The Australian Automobile Association’s latest road safety quarterly report shows that in the 12 months to 30 September 2019, 1,185 people died on Australian roads. This is a reduction of only 0.2 per cent from the toll of 1,187 deaths in the 12 months to September 2015.
Australian Automobile Association Managing Director, Michael Bradley, said the National Road Safety Strategy had begun in 2011 with initial success.
“In recent years however, that early success has dissipated,” he said.
“Instead of declining, the road toll has plateaued at a level that makes it clear we cannot meet the Strategy’s targets.”
The AAA’s report shows that all states except Tasmania recorded a red-light status – meaning their annual road fatality figures remain above the notional milestones that would put them on track to meet the Strategy’s targets.
“Our five largest states – and Australia as a whole – are on track to miss the 2020 target,” Mr Bradley said. “It is critical that we take this opportunity to reflect on our current policy failings to ensure they are not repeated.”
The AAA’s National Council last week met with the Deputy Prime Minister and Minister for Infrastructure, Michael McCormack, as well as the Assistant Minister for Road Safety, Scott Buchholz, to discuss the urgent need to revive, reform and revitalise road safety strategies.

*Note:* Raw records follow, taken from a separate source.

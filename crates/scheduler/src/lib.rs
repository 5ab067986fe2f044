// SPDX-License-Identifier: MIT

//! Scheduler (C3): cron-driven trigger loop with budget gating and catch-up.

pub mod config;
pub mod scheduler;

pub use config::SchedulerConfig;
pub use scheduler::{FiredEntry, Scheduler, SkippedEntry, StartReport, TickReport};
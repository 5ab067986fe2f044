// SPDX-License-Identifier: MIT

//! Workspace error taxonomy.
//!
//! Every variant exposes a stable `code()` so callers can switch on it
//! without matching the full enum.

use thiserror::Error;

#[derive(Debug, Error)]
pub enum WorkspaceError {
    #[error("not found: {0}")]
    NotFound(String),

    #[error("already exists: {0}")]
    AlreadyExists(String),

    #[error("write failed for {path}: {source}")]
    WriteFailed { path: String, source: std::io::Error },

    #[error("read failed for {path}: {source}")]
    ReadFailed { path: String, source: std::io::Error },

    #[error("invalid path: {0}")]
    InvalidPath(String),

    #[error("lock timeout acquiring {path} after {waited_ms} ms")]
    LockTimeout { path: String, waited_ms: u64 },

    #[error("parse error in {path}: {message}")]
    ParseError { path: String, message: String },

    #[error("validation error: {0}")]
    ValidationError(String),

    #[error("workspace not initialized at {0}")]
    WorkspaceNotInitialized(String),
}

impl WorkspaceError {
    /// The stable taxonomy code for this error.
    pub fn code(&self) -> &'static str {
        match self {
            WorkspaceError::NotFound(_) => "NOT_FOUND",
            WorkspaceError::AlreadyExists(_) => "ALREADY_EXISTS",
            WorkspaceError::WriteFailed { .. } => "WRITE_FAILED",
            WorkspaceError::ReadFailed { .. } => "READ_FAILED",
            WorkspaceError::InvalidPath(_) => "INVALID_PATH",
            WorkspaceError::LockTimeout { .. } => "LOCK_TIMEOUT",
            WorkspaceError::ParseError { .. } => "PARSE_ERROR",
            WorkspaceError::ValidationError(_) => "VALIDATION_ERROR",
            WorkspaceError::WorkspaceNotInitialized(_) => "WORKSPACE_NOT_INITIALIZED",
        }
    }
}

impl From<mf_core::InvalidTransition> for WorkspaceError {
    fn from(e: mf_core::InvalidTransition) -> Self {
        WorkspaceError::ValidationError(e.to_string())
    }
}

#[cfg(test)]
#[path = "error_tests.rs"]
mod tests;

“Mr McCormack and Mr Buchholz are acutely aware that governments at all levels – in partnership with the community – can do more to prevent death and injuries on our roads,” Mr Bradley said. “The Federal Government has committed to sizeable investment in land transport infrastructure and that’s something motorists want the next budget to reaffirm.”
The AAA’s Reviving Road Safety strategy – developed in partnership with 15 national bodies focused on health, emergency services and transport policy – outlines four key priorities that the Federal Government can act on now to make substantial progress towards saving more lives.
“We’ve been very supportive of the Federal Government’s decision to adopt the AAA’s policy to establish a national Office of Road Safety to enhance co-ordination between states on road safety policy and standardise data collection to enable evidence-based investments and decisions,” Mr Bradley said.
“The Office of Road Safety must have genuine authority to oversee the development and progress of the next National Road Safety Strategy, which will take effect from 2021. But at this stage, the Office’s terms of reference, its resourcing, and its authority to drive greater cooperation within federal government and between different levels of government are unclear.”
The AAA’s Reviving Road Safety strategy has identified four immediate priorities that the government can act on now.
“Reviving Road Safety is not a detailed blueprint on everything the government must be doing to help reduce road trauma,” Mr Bradley said.
“Instead it advocates the priority steps that the government can take at the beginning of its new term.”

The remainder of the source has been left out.